Saya tidak mengerti apa itu. Saya hanya duduk bersila di lantai yang beralaskan
karpet, begitu pula hadirin lainnya, yaitu para anggota dan PP SUBUD Cabang
Surabaya. Mas Adji tidak menanyakan apakah saya mengerti atau tidak—belakangan
saya baru mengerti bahwa bagi anggota SUBUD suatu pengertian tidak perlu
diusahakan; pengertian akan datang dengan sendirinya, cepat atau lambat.
Akhirnya, Mas
Adji mempersilakan saya keluar dari hall,
karena selanjutnya adalah sesi yang terbatas untuk anggota dan PP. Sebelum saya
sempat melangkah keluar, Mas Adji memanggil saya ke depan, mendekat ke kursi di
mana Mas Adji duduk. Dia ingin menyalami saya, dan saat bersalaman Mas Adji
berkata kepada saya, “Semoga kita jadi saudara ya, Mas.”
Saya tidak tahu
apa maksud Mas Adji dengan “menjadi saudara”, tapi saya terkesan dengan dia.
Genggaman tangannya pada tangan saya mengalirkan kehangatan cinta kasih dari
seseorang yang pernah saya kenal di masa lampau. Baru kenal dan baru jumpa
malam itu, tapi saya sudah kangen ingin bertemu Mas Adji lagi. Tidak banyak
yang dibicarakannya, tapi energi kejiwaannya begitu besar, luas, dan dalam. Itu
sudah “bercerita banyak”.
Keesokan
harinya, Sabtu, 18 Oktober 2003, saya bertengkar hebat dengan istri saya.
Pertengkaran adalah warna sehari-hari saya sejak saya kecewa pada agama dan
Tuhan yang diajarkannya. Dan hari itu, istri saya, saking suntuknya dengan
kehadiran saya, meninggalkan saya sendirian di rumah kontrakan kami di Jl.

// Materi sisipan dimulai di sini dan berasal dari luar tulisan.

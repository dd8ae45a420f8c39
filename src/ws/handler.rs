//! WebSocket upgrade handler

use axum::{
    extract::{
        ws::{Message, WebSocket, WebSocketUpgrade},
        State,
    },
    response::Response,
};
use futures::{
    stream::{SplitSink, SplitStream},
    SinkExt, StreamExt,
};
use tokio::sync::broadcast;
use tracing::{debug, error, info, warn};
use uuid::Uuid;

use crate::app::AppState;
use crate::game::{Outbound, RoomCommand, RoomHandle};
use crate::util::rate_limit::PlayerRateLimiter;
use crate::util::time::unix_millis;
use crate::ws::protocol::{ClientMsg, ServerMsg};

/// WebSocket upgrade handler
pub async fn ws_handler(ws: WebSocketUpgrade, State(state): State<AppState>) -> Response {
    ws.on_upgrade(move |socket| handle_socket(socket, state))
}

/// The room a connection is currently attached to
struct RoomLink {
    handle: RoomHandle,
    events: broadcast::Receiver<Outbound>,
}

/// Handle the upgraded WebSocket connection
async fn handle_socket(socket: WebSocket, state: AppState) {
    let player_id = Uuid::new_v4();
    info!(player_id = %player_id, "new WebSocket connection");

    let (mut ws_sink, ws_stream) = socket.split();

    let welcome = ServerMsg::Welcome {
        player_id,
        server_time: unix_millis(),
    };
    if let Err(e) = send_msg(&mut ws_sink, &welcome).await {
        error!(player_id = %player_id, error = %e, "failed to send welcome");
        return;
    }

    run_connection(player_id, ws_sink, ws_stream, &state).await;

    // Cleanup on disconnect; mid-round departures force-end short rounds
    state.registry.leave(player_id).await;

    info!(player_id = %player_id, "WebSocket connection closed");
}

/// Translate wire messages into room commands and relay the room's
/// broadcast back out, until the client disconnects
async fn run_connection(
    player_id: Uuid,
    mut ws_sink: SplitSink<WebSocket, Message>,
    mut ws_stream: SplitStream<WebSocket>,
    state: &AppState,
) {
    let rate_limiter = PlayerRateLimiter::new();
    let mut room: Option<RoomLink> = None;

    loop {
        tokio::select! {
            frame = ws_stream.next() => {
                let Some(frame) = frame else { break };
                match frame {
                    Ok(Message::Text(text)) => {
                        match serde_json::from_str::<ClientMsg>(&text) {
                            Ok(msg) => {
                                if handle_client_msg(
                                    player_id,
                                    msg,
                                    &mut room,
                                    &mut ws_sink,
                                    state,
                                    &rate_limiter,
                                )
                                .await
                                .is_err()
                                {
                                    break;
                                }
                            }
                            Err(e) => {
                                warn!(player_id = %player_id, error = %e, "unparseable client message");
                            }
                        }
                    }
                    Ok(Message::Binary(_)) => {
                        warn!(player_id = %player_id, "binary message ignored");
                    }
                    Ok(Message::Ping(_) | Message::Pong(_)) => {}
                    Ok(Message::Close(_)) => {
                        info!(player_id = %player_id, "client initiated close");
                        break;
                    }
                    Err(e) => {
                        error!(player_id = %player_id, error = %e, "WebSocket error");
                        break;
                    }
                }
            }
            event = room_event(&mut room) => {
                match event {
                    Ok(out) => {
                        if out.recipient.includes(player_id)
                            && send_msg(&mut ws_sink, &out.msg).await.is_err()
                        {
                            debug!(player_id = %player_id, "WebSocket send failed");
                            break;
                        }
                    }
                    Err(broadcast::error::RecvError::Lagged(n)) => {
                        // Keep the connection; the next snapshot resyncs it
                        warn!(player_id = %player_id, lagged = n, "client lagged, skipping {n} events");
                    }
                    Err(broadcast::error::RecvError::Closed) => {
                        debug!(player_id = %player_id, "room channel closed");
                        room = None;
                    }
                }
            }
        }
    }
}

/// Wait for the next event from the current room; a connection without a
/// room parks here until a join replaces it
async fn room_event(room: &mut Option<RoomLink>) -> Result<Outbound, broadcast::error::RecvError> {
    match room {
        Some(link) => link.events.recv().await,
        None => std::future::pending().await,
    }
}

async fn handle_client_msg(
    player_id: Uuid,
    msg: ClientMsg,
    room: &mut Option<RoomLink>,
    ws_sink: &mut SplitSink<WebSocket, Message>,
    state: &AppState,
    rate_limiter: &PlayerRateLimiter,
) -> Result<(), ()> {
    match msg {
        ClientMsg::JoinRoom { player_name, room_code } => {
            // Joining while in a room leaves the old one first
            if room.take().is_some() {
                state.registry.leave(player_id).await;
            }

            match state.registry.join(player_id, room_code) {
                Ok(handle) => {
                    // Subscribe before staging the join so the roster
                    // reply is not missed
                    let events = handle.subscribe();
                    let name = if player_name.trim().is_empty() {
                        format!("Player_{}", &player_id.to_string()[..8])
                    } else {
                        player_name
                    };
                    if handle
                        .send(RoomCommand::AddPlayer { player_id, name })
                        .await
                        .is_err()
                    {
                        send_error(ws_sink, "the room is no longer open").await?;
                        return Ok(());
                    }
                    *room = Some(RoomLink { handle, events });
                }
                Err(e) => {
                    error!(player_id = %player_id, error = %e, "join failed");
                    send_error(ws_sink, &e.to_string()).await?;
                }
            }
        }
        ClientMsg::LeaveRoom => {
            if room.take().is_some() {
                state.registry.leave(player_id).await;
            }
        }
        ClientMsg::StartGame => match room {
            Some(link) => {
                let _ = link.handle.send(RoomCommand::StartGame { player_id }).await;
            }
            None => send_error(ws_sink, "you are not in a room").await?,
        },
        ClientMsg::PlayerInput { direction } => {
            if !rate_limiter.check_input() {
                debug!(player_id = %player_id, "rate limited input message");
                return Ok(());
            }
            if let Some(link) = room {
                let _ = link
                    .handle
                    .send(RoomCommand::Input { player_id, direction })
                    .await;
            }
        }
        ClientMsg::UseAbility { ability } => {
            if let Some(link) = room {
                let _ = link
                    .handle
                    .send(RoomCommand::UseAbility { player_id, ability })
                    .await;
            }
        }
    }
    Ok(())
}

async fn send_error(
    sink: &mut SplitSink<WebSocket, Message>,
    message: &str,
) -> Result<(), ()> {
    send_msg(sink, &ServerMsg::RoomError { message: message.to_string() })
        .await
        .map_err(|_| ())
}

/// Send a message over WebSocket
async fn send_msg(
    sink: &mut SplitSink<WebSocket, Message>,
    msg: &ServerMsg,
) -> Result<(), String> {
    let json = serde_json::to_string(msg).map_err(|e| e.to_string())?;
    sink.send(Message::Text(json)).await.map_err(|e| e.to_string())
}
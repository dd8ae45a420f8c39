//! Game simulation modules

pub mod map;
pub mod physics;
pub mod registry;
pub mod room;
pub mod simulation;

pub use registry::{RegistryError, RoomRegistry};
pub use room::{RoomHandle, Session};

use uuid::Uuid;

use crate::ws::protocol::{AbilityKind, Direction, ServerMsg};

/// Command sent to a room actor, translated from a wire message
#[derive(Debug, Clone)]
pub enum RoomCommand {
    AddPlayer { player_id: Uuid, name: String },
    RemovePlayer { player_id: Uuid },
    StartGame { player_id: Uuid },
    Input { player_id: Uuid, direction: Direction },
    UseAbility { player_id: Uuid, ability: AbilityKind },
}

/// Who an outbound message is for
#[derive(Debug, Clone, Copy, PartialEq, Eq)]
pub enum Recipient {
    All,
    Player(Uuid),
}

impl Recipient {
    pub fn includes(&self, player_id: Uuid) -> bool {
        match self {
            Recipient::All => true,
            Recipient::Player(id) => *id == player_id,
        }
    }
}

/// A server message leaving a room, tagged with its audience so each
/// connection can filter the shared broadcast
#[derive(Debug, Clone)]
pub struct Outbound {
    pub recipient: Recipient,
    pub msg: ServerMsg,
}

impl Outbound {
    pub fn all(msg: ServerMsg) -> Self {
        Self { recipient: Recipient::All, msg }
    }

    pub fn to(player_id: Uuid, msg: ServerMsg) -> Self {
        Self { recipient: Recipient::Player(player_id), msg }
    }
}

Petemon Barat, Surabaya. Dia pergi ke rumah orang tuanya di kawasan Perak
Barat. Saya disuruhnya mencuci pakaian kotor yang sudah menumpuk dan saya
dilarangnya menyusul ke Perak Barat.
Sepanjang pagi
hingga siang, saya mencuci pakaian kotor kami. Saat azan Dzuhur berkumandang,
entah mengapa saya terdorong untuk salat. Saat itu, saya sudah jarang salat;
saya salat hanya untuk menyenangkan orang lain saja.
Saya pun
menunaikan salat Dzuhur. Saat salam yang kedua kalinya, ketika menoleh ke kiri
saya terjengkang ke belakang seperti didorong oleh suatu kekuatan gaib. Dalam
posisi bersandar ke lemari di belakang saya, saya melihat serangkaian gambar
bergerak seperti film di hadapan saya, yang menampilkan sederet perbuatan-perbuatan
buruk yang pernah saya lakukan. Mulai dari selingkuh, mabuk-mabukan, hingga
menjahati orang lain. Saya menangis dan minta ampun.
Muncul
perasaan seakan nyawa saya akan dicabut. Saya ketakutan! Segera saya mengirim
SMS ke Mas Heru. Dia lalu menelepon saya. Dia menyuruh saya berbaring dan tidak
melawan apa pun yang datang ke saya. Saya katakan padanya bahwa saya takut
mati, saya belum mau mati, karena saya belum siap. “Kamu tidak akan mati, To.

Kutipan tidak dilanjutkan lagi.